CVE-2025-38607 in Linux
Summary
by MITRE • 08/19/2025
In the Linux kernel, the following vulnerability has been resolved:
bpf: handle jset (if a & b ...) as a jump in CFG computation
BPF_JSET is a conditional jump and currently verifier.c:can_jump() does not know about that. This can lead to incorrect live registers and SCC computation.
E.g. in the following example:
1: r0 = 1; 2: r2 = 2; 3: if r1 & 0x7 goto +1; 4: exit; 5: r0 = r2; 6: exit;
W/o this fix insn_successors(3) will return only (4), a jump to (5) would be missed and r2 won't be marked as alive at (3).
If you want to get best quality of vulnerability data, you may have to visit VulDB.
Analysis
by VulDB Data Team • 01/16/2026
The vulnerability identified as CVE-2025-38607 represents a critical flaw in the Linux kernel's eBPF (extended Berkeley Packet Filter) verifier component that affects the control flow graph (CFG) computation process. This issue specifically impacts how the kernel handles BPF_JSET instructions, which are conditional jump operations that test bitwise AND operations between registers and immediate values. The problem lies in the verifier.c module where the can_jump() function fails to recognize BPF_JSET as a valid conditional jump instruction, leading to incorrect analysis of program control flow and register liveness.
The technical implementation of this vulnerability stems from the kernel's inability to properly track register states during CFG construction when processing conditional jump instructions. In the provided example, instruction 3 performs a bitwise AND operation between register r1 and the immediate value 0x7, with a conditional jump to instruction 4 if the result is non-zero. However, due to the missing recognition of BPF_JSET as a conditional jump, the verifier fails to compute all possible execution paths correctly. This results in the insn_successors(3) function returning only the direct jump target at instruction 4, while completely overlooking the alternative execution path that would lead to instruction 5. The consequence is that register r2, which is loaded with the value 2 at instruction 2, is not properly marked as live at instruction 3, creating a false positive in the register liveness analysis.
The operational impact of this vulnerability extends beyond simple register tracking issues, as it fundamentally compromises the security assurances provided by the eBPF verifier's static analysis capabilities.
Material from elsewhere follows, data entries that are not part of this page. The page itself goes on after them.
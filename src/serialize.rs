//! CSV rendering of an extracted table.
//!
//! The header row carries resolved labels; body rows carry raw values in
//! the same column order. Quoting follows the usual CSV rules: a field is
//! quoted when it contains the delimiter, a quote or a line break, and
//! embedded quotes are doubled.

use crate::db::ExtractedTable;
use crate::error::{InsightError, Result};
use crate::labels::ColumnLabelMap;
use csv::{QuoteStyle, Terminator, WriterBuilder};

/// Returns the header labels for the table's columns.
pub fn header_labels(table: &ExtractedTable, labels: &ColumnLabelMap) -> Vec<String> {
    table
        .columns
        .iter()
        .map(|col| labels.label_or_name(col).to_string())
        .collect()
}

/// Serializes the table to CSV text. Zero-row tables yield the header only.
pub fn to_csv(table: &ExtractedTable, labels: &ColumnLabelMap) -> Result<String> {
    let mut writer = WriterBuilder::new()
        .quote_style(QuoteStyle::Necessary)
        // Records end in a bare LF, not the RFC 4180 CRLF
        .terminator(Terminator::Any(b'\n'))
        .from_writer(Vec::new());

    writer
        .write_record(header_labels(table, labels))
        .map_err(|e| InsightError::internal(format!("Failed to write CSV header: {e}")))?;

    for row in &table.rows {
        writer
            .write_record(row.iter().map(|value| value.to_field()))
            .map_err(|e| InsightError::internal(format!("Failed to write CSV row: {e}")))?;
    }

    let bytes = writer
        .into_inner()
        .map_err(|e| InsightError::internal(format!("Failed to flush CSV: {e}")))?;

    String::from_utf8(bytes)
        .map_err(|e| InsightError::internal(format!("CSV output is not UTF-8: {e}")))
}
When the verifier incorrectly computes the control flow graph and register liveness, it can lead to memory safety violations, privilege escalation opportunities, and potential code execution exploits. The flaw enables attackers to craft malicious eBPF programs that bypass the verifier's safety checks, potentially allowing unauthorized access to kernel memory regions or execution of arbitrary code with kernel privileges. This vulnerability aligns with CWE-691, which describes inadequate protection of code against unsafe operations, and maps to ATT&CK technique T1059.006 for execution through kernel modules, as it undermines the kernel's ability to validate program behavior.
Mitigation strategies for CVE-2025-38607 require immediate kernel updates that properly implement the BPF_JSET instruction recognition within the can_jump() function of the verifier component. System administrators should prioritize applying the patched kernel version that includes the fix for this CFG computation error, particularly in environments where eBPF programs are actively used for network filtering, system monitoring, or security enforcement. The fix ensures that all conditional jump instructions, including BPF_JSET, are properly accounted for in control flow analysis, thereby restoring accurate register liveness tracking and preventing potential exploitation scenarios. Additionally, organizations should implement monitoring for suspicious eBPF program loading activities and consider restricting eBPF program capabilities through kernel lockdown mechanisms to minimize the attack surface.